With diabetes, mental health disorders are two times more commonly diagnosed than in people without diabetes. People with heart disease are three times more likely to experience depression than someone without a heart condition. Three in four people with the severe chronic respiratory disease also have anxiety or depression.
Diagnostic Issues
If you have a chronic health diagnosis already, a common issue you may face in your care is that your mental health is overlooked by your health care providers. There are so many overlapping symptoms between mental conditions and physical ones that even if your doctor is mindful of your mental health, making a proper diagnosis can be a challenge.

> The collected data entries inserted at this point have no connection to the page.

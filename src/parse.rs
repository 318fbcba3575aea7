use std::collections::{BTreeMap, BTreeSet};

use crate::{raw, Component, Design, Fiducial, ParseError, Rect, Side};

/// Reference text of a fiducial footprint
const FIDUCIAL_PLACEHOLDER: &str = "REF**";
/// Reference text of logos and other fabrication markers
const MARKER_PLACEHOLDER: &str = "G***";

impl From<raw::NetComponent<'_>> for Component {
    fn from(value: raw::NetComponent<'_>) -> Self {
        let raw::NetComponent {
            ref_des,
            value,
            fields,
        } = value;

        let mut component = Component {
            reference: ref_des.to_owned(),
            value: value.to_owned(),
            ..Component::default()
        };
        for (name, value) in fields {
            let value = value.to_owned();
            match name {
                "Device" => component.device = value,
                "Package" => component.package = value,
                "Description" => component.description = value,
                "Place" => component.place = value.eq_ignore_ascii_case("YES"),
                "Dist" => component.distributor.name = value,
                "DistPartNumber" => component.distributor.part_number = value,
                "DiskLink" | "DistLink" => component.distributor.link = value,
                "Remark" => component.distributor.remark = value,
                _ => {}
            }
        }
        component
    }
}

/// Two-phase construction of a [`Design`].
///
/// The net file registers every component; the pcb file may then only place
/// components that were registered.
#[derive(Debug)]
pub(crate) struct DesignBuilder {
    name: String,
    date: String,
    components: BTreeMap<String, Component>,
    descriptions: BTreeSet<String>,
}

impl DesignBuilder {
    pub(crate) fn from_net(name: &str, net: raw::NetFile<'_>) -> Self {
        let mut components = BTreeMap::new();
        let mut descriptions = BTreeSet::new();
        for component in net.components {
            let component = Component::from(component);
            descriptions.insert(component.description.clone());
            if let Some(previous) = components.insert(component.reference.clone(), component) {
                log::warn!(
                    "Component {} is declared twice in the net file",
                    previous.reference
                );
            }
        }

        DesignBuilder {
            name: name.to_owned(),
            date: net.date.to_owned(),
            components,
            descriptions,
        }
    }

    pub(crate) fn place(self, pcb: raw::PcbFile<'_>) -> Result<Design, ParseError> {
        let DesignBuilder {
            name,
            date,
            mut components,
            descriptions,
        } = self;

        let mut fiducials = Vec::new();
        let mut references = Vec::new();
        let mut outline: Option<Rect> = None;
        let (mut top_fiducials, mut bottom_fiducials) = (0usize, 0usize);

        let raw::PcbFile { key: root_key, items } = pcb;
        for item in items {
            match item {
                raw::PcbItem::Module(module) if module.reference == FIDUCIAL_PLACEHOLDER => {
                    let side = Side::from_layer(module.layer);
                    let index = match side {
                        Side::Top => &mut top_fiducials,
                        Side::Bottom => &mut bottom_fiducials,
                    };
                    *index += 1;
                    let fiducial = Fiducial {
                        reference: format!("REF{}{}", index, side.suffix()),
                        position: module.position,
                        side,
                    };
                    log::debug!("Fiducial {} at {}", fiducial.reference, fiducial.position);
                    fiducials.push(fiducial);
                }
                raw::PcbItem::Module(module) if module.reference == MARKER_PLACEHOLDER => {
                    log::debug!("Skipping marker at {}", module.position);
                }
                raw::PcbItem::Module(module) => {
                    let component = components.get_mut(module.reference).ok_or_else(|| {
                        ParseError::UnknownReference {
                            reference: module.reference.to_owned(),
                            context: format!("{root_key}/{}", module.key),
                        }
                    })?;
                    component.position = module.position;
                    component.rotation = module.rotation;
                    component.side = Some(Side::from_layer(module.layer));
                    references.push(module.reference.to_owned());
                }
                raw::PcbItem::EdgeLine(line) => {
                    let rect = outline.get_or_insert_with(|| Rect::from_point(line.start));
                    rect.extend(line.start);
                    rect.extend(line.end);
                }
            }
        }

        for component in components.values().filter(|c| c.side.is_none()) {
            log::warn!("Component {} has no footprint on the board", component.reference);
        }
        if outline.is_none() {
            log::warn!("Board has no Edge.Cuts outline");
        }

        Ok(Design {
            name,
            date,
            outline,
            components,
            fiducials,
            references,
            descriptions,
        })
    }
}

There’s a term called diagnostic overshadowing. Diagnostic overshadowing means that your psychiatric symptoms might be masked by your other symptoms.
There’s also, unfortunately, an ongoing stigma about a mental health diagnosis that doesn’t necessarily exist with a medical diagnosis. That stigma can prevent people from seeking the help they need. If you don’t take care of your mental health, it’s going to be impossible to get your physical health to the point where you want it to be. You may also find that without getting treatment for underlying mental health issues, you can’t control particular symptoms of a chronic illness.
It’s essential to be aware of the symptoms you’re experiencing and not to discount them. If you need to, write them down as they happen so that you’ll remember to tell your health care provider at your next appointment.
Talk to your doctor if you feel there are mental health issues because it’s impossible to separate these issues from your physical health and well-being. You can’t have one without the other.